WHAT YOU HAVE TO DO - Look through the material for lines with the word "logging", and copy each one.

BEGIN INPUT FOR THIS TASK

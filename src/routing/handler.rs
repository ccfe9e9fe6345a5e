//! The handler interface.

use std::sync::Arc;

use futures_util::future::BoxFuture;

use crate::http::error::HandlerResult;
use crate::http::request::RequestContext;

/// A route handler: request in, response or failure out.
///
/// Plain closures `Fn(&mut RequestContext) -> HandlerResult` are handlers.
/// Handlers that need to await (data access, remote calls) implement the
/// trait directly and return a boxed future.
pub trait Handler: Send + Sync {
    fn call<'a>(&'a self, ctx: &'a mut RequestContext) -> BoxFuture<'a, HandlerResult>;
}

impl<F> Handler for F
where
    F: Fn(&mut RequestContext) -> HandlerResult + Send + Sync,
{
    fn call<'a>(&'a self, ctx: &'a mut RequestContext) -> BoxFuture<'a, HandlerResult> {
        Box::pin(async move { self(ctx) })
    }
}

/// Handler as stored in the registry.
pub type SharedHandler = Arc<dyn Handler>;
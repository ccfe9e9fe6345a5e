//! Observability subsystem.
//!
//! # Data Flow
//! ```text
//! Pipeline stages produce:
//!     → diagnostics.rs (access log, failures, CSRF rejections, reloads)
//!     → metrics.rs (counters, histograms)
//!
//! Consumers:
//!     → logging.rs (tracing subscriber: pretty / compact / JSON)
//!     → Metrics endpoint (Prometheus scrape)
//! ```
//!
//! # Design Decisions
//! - The sink is chosen once at startup; the test environment gets a no-op sink
//! - Failures are always logged in full, whatever the client is shown
//! - Request ID flows through spans via tower-http

pub mod diagnostics;
pub mod logging;
pub mod metrics;

pub use diagnostics::{sink_for, DiagnosticEvent, DiagnosticSink, NullSink, QuietSink, TracingSink};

END INPUT FOR THIS TASK

SOLUTION TO THIS PROBLEM -
//!     → logging.rs (tracing subscriber: pretty / compact / JSON)
pub mod logging;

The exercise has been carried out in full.